If not done already, load the packages needed for this analysis:
using PhyloNetworks, PhyloTraits, PhyloPlots
using RCall, CSV, DataFrames
using StatsAPI, StatsBase, StatsModels
then read in the networks data:
examples_path = joinpath(dirname(pathof(PhyloTraits)), "..", "examples");
topologies = readmultinewick(joinpath(examples_path, "xiphophorus_networks_calibrated.tre"));
net3 = topologies[3]; # we will use the network with 3 reticulations
plot(net3; useedgelength=true); # topology + branch lengths
The file examples/xiphophorus_networks_calibrated.tre
contains three calibrated networks, with 0, 1 or 3 reticulations (see Bastide et al. (2018) for details).
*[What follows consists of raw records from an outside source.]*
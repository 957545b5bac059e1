//! Layered engine configuration: built-in defaults, an optional TOML file, `-S`
//! overrides and finally command-line flags.

pub mod builder;
pub mod defaults;
pub mod file;
pub mod models;

pub use builder::{CliOverrides, build_config};
pub use models::AppConfig;
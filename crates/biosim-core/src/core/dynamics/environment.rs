use serde::{Deserialize, Serialize};

/// Death-rate multiplier growth per squared tolerance width of deviation.
const STRESS_DEATH_SCALE: f64 = 4.0;
/// Extra death-rate factor applied outside the viable range.
const LETHAL_DEATH_FACTOR: f64 = 25.0;

/// Incubator conditions for a culture run.
#[derive(Debug, Clone, Copy, PartialEq, Serialize, Deserialize)]
pub struct EnvironmentConditions {
    /// Temperature in °C.
    pub temperature: f64,
    /// CO2 fraction in %.
    pub co2: f64,
    /// Relative humidity in %.
    pub humidity: f64,
}

impl Default for EnvironmentConditions {
    fn default() -> Self {
        Self {
            temperature: 37.0,
            co2: 5.0,
            humidity: 95.0,
        }
    }
}

/// Response of growth and death rates to one environmental variable.
///
/// Within `[viable_min, viable_max]` growth decays as a Gaussian of the distance from
/// `nominal` (measured in units of `width`) and death rises quadratically. Outside the
/// viable range growth stops entirely and death is further multiplied by a lethal factor.
#[derive(Debug, Clone, Copy, PartialEq, Serialize, Deserialize)]
pub struct Tolerance {
    pub nominal: f64,
    pub width: f64,
    pub viable_min: f64,
    pub viable_max: f64,
}

impl Tolerance {
    pub const fn new(nominal: f64, width: f64, viable_min: f64, viable_max: f64) -> Self {
        Self {
            nominal,
            width,
            viable_min,
            viable_max,
        }
    }

    #[inline]
    pub fn is_viable(&self, value: f64) -> bool {
        (self.viable_min..=self.viable_max).contains(&value)
    }

    #[inline]
    fn normalized_deviation(&self, value: f64) -> f64 {
        (value - self.nominal) / self.width
    }

    pub fn growth_factor(&self, value: f64) -> f64 {
        if !self.is_viable(value) {
            return 0.0;
        }
        let d = self.normalized_deviation(value);
        (-d * d).exp()
    }

    pub fn death_multiplier(&self, value: f64) -> f64 {
        let d = self.normalized_deviation(value);
        let stress = 1.0 + STRESS_DEATH_SCALE * d * d;
        if self.is_viable(value) {
            stress
        } else {
            stress * LETHAL_DEATH_FACTOR
        }
    }

    pub(crate) fn validate(&self) -> Result<(), String> {
        let finite = [self.nominal, self.width, self.viable_min, self.viable_max]
            .iter()
            .all(|v| v.is_finite());
        if !finite {
            return Err("all tolerance bounds must be finite".to_string());
        }
        if self.width <= 0.0 {
            return Err(format!("width must be positive, got {}", self.width));
        }
        if !(self.viable_min <= self.nominal && self.nominal <= self.viable_max) {
            return Err(format!(
                "nominal value {} must lie within the viable range [{}, {}]",
                self.nominal, self.viable_min, self.viable_max
            ));
        }
        Ok(())
    }
}

#[derive(Debug, Clone, Copy, PartialEq, Serialize, Deserialize)]
pub struct EnvironmentTolerances {
    pub temperature: Tolerance,
    pub co2: Tolerance,
    pub humidity: Tolerance,
}

impl Default for EnvironmentTolerances {
    fn default() -> Self {
        Self {
            temperature: Tolerance::new(37.0, 2.5, 30.0, 42.0),
            co2: Tolerance::new(5.0, 3.0, 0.0, 15.0),
            humidity: Tolerance::new(95.0, 20.0, 40.0, 100.0),
        }
    }
}

impl EnvironmentTolerances {
    pub fn effect(&self, conditions: &EnvironmentConditions) -> EnvironmentEffect {
        let tolerances = [
            (self.temperature, conditions.temperature),
            (self.co2, conditions.co2),
            (self.humidity, conditions.humidity),
        ];
        EnvironmentEffect {
            growth_factor: tolerances
                .iter()
                .map(|(t, v)| t.growth_factor(*v))
                .product(),
            death_multiplier: tolerances
                .iter()
                .map(|(t, v)| t.death_multiplier(*v))
                .product(),
        }
    }
}

/// Combined multiplicative effect of all environmental variables on a culture.
#[derive(Debug, Clone, Copy, PartialEq, Serialize)]
pub struct EnvironmentEffect {
    /// Multiplier on cycle progression, in `[0, 1]`.
    pub growth_factor: f64,
    /// Multiplier on the baseline death rate, `>= 1`.
    pub death_multiplier: f64,
}

impl EnvironmentEffect {
    pub const NEUTRAL: Self = Self {
        growth_factor: 1.0,
        death_multiplier: 1.0,
    };
}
In this tutorial, we use the network with 3 reticulations.
We can rotate!
some of the nodes to avoid crossing edges and produce a better figure:
rotate!(net3, -4)
rotate!(net3, -5)
rotate!(net3, -6)
rotate!(net3, -14)
rotate!(net3, -16)
rotate!(net3, -17)
plot(net3; useedgelength=true); # topology + branch lengths
We can then read in the trait data:
csvfile = joinpath(examples_path, "xiphophorus_morphology_Cui_etal_2013.csv")
dat = CSV.read(csvfile, DataFrame);
Row | tipnames | sword_index | preference |
---|---|---|---|
String15 | Float64 | Float64? | |
1 | Xalvarezi | 0.65 | missing |
2 | Xandersi | 0.35 | missing |
3 | Xbirchmanni | 0.275 | -0.33 |
4 | Xclemenciae | 0.564 | 0.44 |
5 | Xcontinens | 0.3 | missing |
6 | Xcortezi | 0.37 | missing |
7 | Xcouchianus | 0.275 | missing |
8 | Xevelynae | 0.275 | missing |
9 | Xgordoni | 0.275 | missing |
10 | Xhellerii | 0.641 | 0.91 |
11 | Xmaculatus | 0.275 | 0.24 |
12 | Xmalinche | 0.37 | -0.24 |
13 | Xmayae | 0.7 | missing |
14 | Xmeyeri | 0.275 | missing |
15 | Xmilleri | 0.275 | missing |
16 | Xmontezumae | 1.03 | 0.19 |
17 | Xmonticolus | 0.517 | missing |
18 | Xmultilineatus | 0.4 | -0.08 |
19 | Xnezahualcoyotl | 0.48 | missing |
20 | Xnigrensis | 0.37 | -0.1 |
21 | Xpygmaeus | 0.3 | -0.02 |
22 | Xsignum | 0.6 | missing |
23 | Xvariatus | 0.275 | 0.28 |
24 | Xxiphidium | 0.3 | missing |
Sometimes the trait data and phylogeny have non-overlapping taxa sets. PhyloTraits
requires the data and phylogeny to have information on the same set of taxa. We will delete the rows in the trait data for the taxa that are missing in the network.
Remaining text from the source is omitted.